France, China launch satellite in attempt to explore the universe

China’s advances in space exploration are outpacing those of the United States and attracting partners from Europe and Asia.

France and China
Models of Chinese rockets are seen as people leave after watching the launch of the Long March 2C rocket carrying a satellite jointly developed by China and France [Adek Berry/AFP]

A satellite developed by France and China has blasted off on a hunt for the mightiest explosions in the universe, in a notable example of cooperation between a Western power and the Asian giant.

On Saturday, the 930kg (2,050-pound) satellite carrying four instruments – two French, two Chinese – took off at about 3pm (07:00 GMT) aboard a Chinese Long March 2C rocket from a base in Xichang, in the southwestern Chinese province of Sichuan, state broadcaster CCTV reported.

Developed by engineers from both countries, the Space Variable Objects Monitor (SVOM) will seek out gamma-ray bursts, the light from which has travelled billions of light years to reach Earth.

Gamma-ray bursts generally occur after the explosion of huge stars – those more than 20 times as big as the sun – or the fusion of compact stars.

The extremely bright cosmic beams can give off a blast of energy equivalent to more than that of a billion suns.
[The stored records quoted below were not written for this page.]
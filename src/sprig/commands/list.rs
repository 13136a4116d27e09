use crate::commands::helpers::indexed_plants;
use crate::commands::CmdResult;
use crate::error::Result;
use crate::model::{Location, Plant};
use crate::store::plant_store::PlantStore;
use crate::store::StorageBackend;

#[derive(Debug, Clone, Copy, Default, PartialEq, Eq)]
pub enum LocationFilter {
    #[default]
    All,
    Only(Location),
}

#[derive(Debug, Clone, Default)]
pub struct PlantFilter {
    pub search: Option<String>,
    pub location: LocationFilter,
}

impl PlantFilter {
    /// Case-insensitive substring match on name or species, combined with
    /// the location filter.
    pub fn matches(&self, plant: &Plant) -> bool {
        let location_ok = match self.location {
            LocationFilter::All => true,
            LocationFilter::Only(loc) => plant.location == loc,
        };
        if !location_ok {
            return false;
        }
        match self.search.as_deref().map(str::trim) {
            None | Some("") => true,
            Some(term) => {
                let term = term.to_lowercase();
                plant.name.to_lowercase().contains(&term)
                    || plant.species.to_lowercase().contains(&term)
            }
        }
    }
}

pub fn run<B: StorageBackend>(store: &PlantStore<B>, filter: &PlantFilter) -> Result<CmdResult> {
    let plants = indexed_plants(store)?
        .into_iter()
        .filter(|dp| filter.matches(&dp.plant))
        .collect();
    Ok(CmdResult::default().with_listed_plants(plants))
}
Observing them is like “looking back in time, as the light from these objects takes a long time to reach us”, Ore Gottlieb, an astrophysicist at the Flatiron Institute’s Center for Computational Astrophysics in New York, told the AFP news agency.

“SVOM has the potential to unravel several mysteries in the field of [gamma-ray bursts, GRBs], including detecting the most distant GRBs in the universe, which correspond to the earliest GRBs,” Gottlieb added.

The most distant bursts identified to date were produced just 630 million years after the Big Bang – when the universe was in its infancy.

When in orbit 625km (388 miles) above the Earth, the satellite will send its data back to observatories. Once it detects a burst, SVOM will send an alert to a team on duty around the clock.

When the data is analysed could help to better understand the composition of space, and the dynamics of gas clouds or other galaxies, according to analysts.

The main challenge is however that gamma-ray bursts are extremely brief, leaving scientists in a race against time to gather information.

A Long March 2C rocket carrying a satellite jointly developed by China and France dubbed the Space Variable Objects Monitor (SVOM), lifts off from a base in Xichang, in China’s southwestern Sichuan province [Adek Berry/AFP]

This project stems from a partnership between the French and Chinese space agencies as well as other scientific and technical groups from both nations.

Space cooperation at this level between the West and China is also fairly uncommon, especially since the United States banned all collaboration between US space agency NASA and Beijing in 2011.

“US concerns on technology transfer have inhibited US allies from collaborating with the Chinese very much, but it does happen occasionally,” Jonathan McDowell, an astronomer at the Harvard-Smithsonian Center for Astrophysics in the United States, told AFP.

So while SVOM is “by no means unique”, it remains “significant” in the context of space collaboration between China and the West, McDowell added.

China’s advances in space and lunar exploration are rapidly outpacing those of the US, attracting partners from European and Asian countries as a result.

China’s Chang’e-6 lunar probe this month carried to the far side of the moon payloads from the European Space Agency, as well as from Pakistani, French and Italian research institutes.

China is working with countries including Brazil, Egypt and Thailand to develop and launch satellites.